*** Data provided Section Begins ***

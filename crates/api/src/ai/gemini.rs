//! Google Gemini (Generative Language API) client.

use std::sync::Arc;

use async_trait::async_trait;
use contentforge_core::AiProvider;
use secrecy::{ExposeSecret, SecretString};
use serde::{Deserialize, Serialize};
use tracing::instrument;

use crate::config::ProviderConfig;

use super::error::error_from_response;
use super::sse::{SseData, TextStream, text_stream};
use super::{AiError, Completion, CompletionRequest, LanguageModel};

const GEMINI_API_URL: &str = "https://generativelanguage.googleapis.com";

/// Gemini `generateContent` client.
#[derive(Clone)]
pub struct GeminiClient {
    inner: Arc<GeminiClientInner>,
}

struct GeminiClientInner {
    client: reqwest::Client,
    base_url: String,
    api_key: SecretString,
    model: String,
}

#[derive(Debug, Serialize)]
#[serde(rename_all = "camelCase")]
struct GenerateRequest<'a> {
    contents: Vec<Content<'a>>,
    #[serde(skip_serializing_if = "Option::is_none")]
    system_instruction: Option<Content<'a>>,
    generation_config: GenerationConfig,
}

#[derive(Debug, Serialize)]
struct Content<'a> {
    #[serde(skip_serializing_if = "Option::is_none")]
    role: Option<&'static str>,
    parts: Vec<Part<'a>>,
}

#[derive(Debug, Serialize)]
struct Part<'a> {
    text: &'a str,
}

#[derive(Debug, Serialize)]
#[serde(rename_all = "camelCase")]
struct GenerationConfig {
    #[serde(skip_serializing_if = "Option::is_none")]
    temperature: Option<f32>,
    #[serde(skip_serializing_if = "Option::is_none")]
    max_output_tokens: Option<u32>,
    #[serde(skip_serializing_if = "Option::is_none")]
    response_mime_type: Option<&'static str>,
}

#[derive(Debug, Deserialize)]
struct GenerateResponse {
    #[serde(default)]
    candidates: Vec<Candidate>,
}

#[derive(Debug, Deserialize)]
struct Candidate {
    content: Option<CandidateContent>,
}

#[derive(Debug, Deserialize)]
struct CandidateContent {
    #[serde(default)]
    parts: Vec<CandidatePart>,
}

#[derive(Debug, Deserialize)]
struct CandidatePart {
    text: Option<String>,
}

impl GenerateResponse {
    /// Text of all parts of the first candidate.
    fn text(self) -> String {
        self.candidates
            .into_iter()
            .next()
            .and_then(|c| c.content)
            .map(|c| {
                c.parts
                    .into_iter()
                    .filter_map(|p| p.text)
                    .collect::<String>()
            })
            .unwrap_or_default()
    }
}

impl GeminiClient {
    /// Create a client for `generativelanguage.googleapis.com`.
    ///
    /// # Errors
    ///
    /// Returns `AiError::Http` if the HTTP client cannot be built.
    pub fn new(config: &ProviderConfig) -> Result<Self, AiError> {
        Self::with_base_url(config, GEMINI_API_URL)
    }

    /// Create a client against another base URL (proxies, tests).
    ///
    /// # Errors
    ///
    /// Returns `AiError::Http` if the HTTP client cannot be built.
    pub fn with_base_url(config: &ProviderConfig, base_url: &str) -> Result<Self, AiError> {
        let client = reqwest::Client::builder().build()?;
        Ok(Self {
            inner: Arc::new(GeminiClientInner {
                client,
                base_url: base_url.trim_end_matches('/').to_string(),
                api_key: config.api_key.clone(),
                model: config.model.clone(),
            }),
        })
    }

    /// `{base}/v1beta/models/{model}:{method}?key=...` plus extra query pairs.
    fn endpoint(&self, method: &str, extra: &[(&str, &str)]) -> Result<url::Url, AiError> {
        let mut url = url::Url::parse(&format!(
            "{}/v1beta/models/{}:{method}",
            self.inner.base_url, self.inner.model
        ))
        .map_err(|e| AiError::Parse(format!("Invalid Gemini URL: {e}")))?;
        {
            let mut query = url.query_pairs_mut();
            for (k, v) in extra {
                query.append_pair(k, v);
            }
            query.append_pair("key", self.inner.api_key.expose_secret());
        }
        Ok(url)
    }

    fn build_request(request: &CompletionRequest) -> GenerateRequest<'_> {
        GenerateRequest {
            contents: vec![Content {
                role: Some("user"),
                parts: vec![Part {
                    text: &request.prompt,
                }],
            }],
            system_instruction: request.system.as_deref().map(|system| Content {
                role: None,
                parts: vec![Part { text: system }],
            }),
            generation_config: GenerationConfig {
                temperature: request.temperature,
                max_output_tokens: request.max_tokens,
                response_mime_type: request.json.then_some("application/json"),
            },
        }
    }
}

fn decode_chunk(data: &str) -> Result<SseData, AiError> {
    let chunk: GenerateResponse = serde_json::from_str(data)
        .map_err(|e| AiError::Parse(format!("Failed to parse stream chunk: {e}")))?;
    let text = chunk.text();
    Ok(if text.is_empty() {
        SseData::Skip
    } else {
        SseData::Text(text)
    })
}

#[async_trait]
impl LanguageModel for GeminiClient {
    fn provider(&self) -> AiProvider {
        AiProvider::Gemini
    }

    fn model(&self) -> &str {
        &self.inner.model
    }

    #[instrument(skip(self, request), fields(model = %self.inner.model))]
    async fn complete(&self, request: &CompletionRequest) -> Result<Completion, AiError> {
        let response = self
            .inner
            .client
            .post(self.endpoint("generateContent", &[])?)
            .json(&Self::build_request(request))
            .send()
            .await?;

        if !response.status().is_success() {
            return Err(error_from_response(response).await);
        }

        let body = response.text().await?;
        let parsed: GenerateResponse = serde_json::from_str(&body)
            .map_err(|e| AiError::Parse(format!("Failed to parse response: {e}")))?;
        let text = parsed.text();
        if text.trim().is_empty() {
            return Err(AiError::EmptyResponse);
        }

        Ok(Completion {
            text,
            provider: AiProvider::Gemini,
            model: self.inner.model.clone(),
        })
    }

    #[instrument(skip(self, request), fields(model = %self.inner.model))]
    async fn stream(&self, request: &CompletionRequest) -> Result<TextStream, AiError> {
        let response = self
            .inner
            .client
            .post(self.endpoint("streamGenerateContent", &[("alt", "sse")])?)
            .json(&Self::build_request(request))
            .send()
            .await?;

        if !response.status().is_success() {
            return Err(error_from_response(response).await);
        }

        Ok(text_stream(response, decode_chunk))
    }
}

*** Data provided Section Ends ***

**Work item:**
The whole block of entries above should be repeated exactly.

**Task result:**
filename crates/api/src/ai/gemini.rs
//! Google Gemini (Generative Language API) client.

use std::sync::Arc;

use async_trait::async_trait;
use contentforge_core::AiProvider;
use secrecy::{ExposeSecret, SecretString};
use serde::{Deserialize, Serialize};
use tracing::instrument;

use crate::config::ProviderConfig;

use super::error::error_from_response;
use super::sse::{SseData, TextStream, text_stream};
use super::{AiError, Completion, CompletionRequest, LanguageModel};

const GEMINI_API_URL: &str = "https://generativelanguage.googleapis.com";

/// Gemini `generateContent` client.
#[derive(Clone)]
pub struct GeminiClient {
    inner: Arc<GeminiClientInner>,
}

struct GeminiClientInner {
    client: reqwest::Client,
    base_url: String,
    api_key: SecretString,
    model: String,
}

#[derive(Debug, Serialize)]
#[serde(rename_all = "camelCase")]
struct GenerateRequest<'a> {
    contents: Vec<Content<'a>>,
    #[serde(skip_serializing_if = "Option::is_none")]
    system_instruction: Option<Content<'a>>,
    generation_config: GenerationConfig,
}

#[derive(Debug, Serialize)]
struct Content<'a> {
    #[serde(skip_serializing_if = "Option::is_none")]
    role: Option<&'static str>,
    parts: Vec<Part<'a>>,
}

#[derive(Debug, Serialize)]
struct Part<'a> {
    text: &'a str,
}

#[derive(Debug, Serialize)]
#[serde(rename_all = "camelCase")]
struct GenerationConfig {
    #[serde(skip_serializing_if = "Option::is_none")]
    temperature: Option<f32>,
    #[serde(skip_serializing_if = "Option::is_none")]
    max_output_tokens: Option<u32>,
    #[serde(skip_serializing_if = "Option::is_none")]
    response_mime_type: Option<&'static str>,
}

#[derive(Debug, Deserialize)]
struct GenerateResponse {
    #[serde(default)]
    candidates: Vec<Candidate>,
}

#[derive(Debug, Deserialize)]
struct Candidate {
    content: Option<CandidateContent>,
}

#[derive(Debug, Deserialize)]
struct CandidateContent {
    #[serde(default)]
    parts: Vec<CandidatePart>,
}

#[derive(Debug, Deserialize)]
struct CandidatePart {
    text: Option<String>,
}

impl GenerateResponse {
    /// Text of all parts of the first candidate.
    fn text(self) -> String {
        self.candidates
            .into_iter()
            .next()
            .and_then(|c| c.content)
            .map(|c| {
                c.parts
                    .into_iter()
                    .filter_map(|p| p.text)
                    .collect::<String>()
            })
            .unwrap_or_default()
    }
}

impl GeminiClient {
    /// Create a client for `generativelanguage.googleapis.com`.
    ///
    /// # Errors
    ///
    /// Returns `AiError::Http` if the HTTP client cannot be built.
    pub fn new(config: &ProviderConfig) -> Result<Self, AiError> {
        Self::with_base_url(config, GEMINI_API_URL)
    }

    /// Create a client against another base URL (proxies, tests).
    ///
    /// # Errors
    ///
    /// Returns `AiError::Http` if the HTTP client cannot be built.
    pub fn with_base_url(config: &ProviderConfig, base_url: &str) -> Result<Self, AiError> {
        let client = reqwest::Client::builder().build()?;
        Ok(Self {
            inner: Arc::new(GeminiClientInner {
                client,
                base_url: base_url.trim_end_matches('/').to_string(),
                api_key: config.api_key.clone(),
                model: config.model.clone(),
            }),
        })
    }

    /// `{base}/v1beta/models/{model}:{method}?key=...` plus extra query pairs.
    fn endpoint(&self, method: &str, extra: &[(&str, &str)]) -> Result<url::Url, AiError> {
        let mut url = url::Url::parse(&format!(
            "{}/v1beta/models/{}:{method}",
            self.inner.base_url, self.inner.model
        ))
        .map_err(|e| AiError::Parse(format!("Invalid Gemini URL: {e}")))?;
        {
            let mut query = url.query_pairs_mut();
            for (k, v) in extra {
                query.append_pair(k, v);
            }
            query.append_pair("key", self.inner.api_key.expose_secret());
        }
        Ok(url)
    }

    fn build_request(request: &CompletionRequest) -> GenerateRequest<'_> {
        GenerateRequest {
            contents: vec![Content {
                role: Some("user"),
                parts: vec![Part {
                    text: &request.prompt,
                }],
            }],
            system_instruction: request.system.as_deref().map(|system| Content {
                role: None,
                parts: vec![Part { text: system }],
            }),
            generation_config: GenerationConfig {
                temperature: request.temperature,
                max_output_tokens: request.max_tokens,
                response_mime_type: request.json.then_some("application/json"),
            },
        }
    }
}

fn decode_chunk(data: &str) -> Result<SseData, AiError> {
    let chunk: GenerateResponse = serde_json::from_str(data)
        .map_err(|e| AiError::Parse(format!("Failed to parse stream chunk: {e}")))?;
    let text = chunk.text();
    Ok(if text.is_empty() {
        SseData::Skip
    } else {
        SseData::Text(text)
    })
}

#[async_trait]
impl LanguageModel for GeminiClient {
    fn provider(&self) -> AiProvider {
        AiProvider::Gemini
    }

    fn model(&self) -> &str {
        &self.inner.model
    }

    #[instrument(skip(self, request), fields(model = %self.inner.model))]
    async fn complete(&self, request: &CompletionRequest) -> Result<Completion, AiError> {
        let response = self
            .inner
            .client
            .post(self.endpoint("generateContent", &[])?)
            .json(&Self::build_request(request))
            .send()
            .await?;

        if !response.status().is_success() {
            return Err(error_from_response(response).await);
        }

        let body = response.text().await?;
        let parsed: GenerateResponse = serde_json::from_str(&body)
            .map_err(|e| AiError::Parse(format!("Failed to parse response: {e}")))?;
        let text = parsed.text();
        if text.trim().is_empty() {
            return Err(AiError::EmptyResponse);
        }

        Ok(Completion {
            text,
            provider: AiProvider::Gemini,
            model: self.inner.model.clone(),
        })
    }

    #[instrument(skip(self, request), fields(model = %self.inner.model))]
    async fn stream(&self, request: &CompletionRequest) -> Result<TextStream, AiError> {
        let response = self
            .inner
            .client
            .post(self.endpoint("streamGenerateContent", &[("alt", "sse")])?)
            .json(&Self::build_request(request))
            .send()
            .await?;

        if !response.status().is_success() {
            return Err(error_from_response(response).await);
        }

        Ok(text_stream(response, decode_chunk))
    }
}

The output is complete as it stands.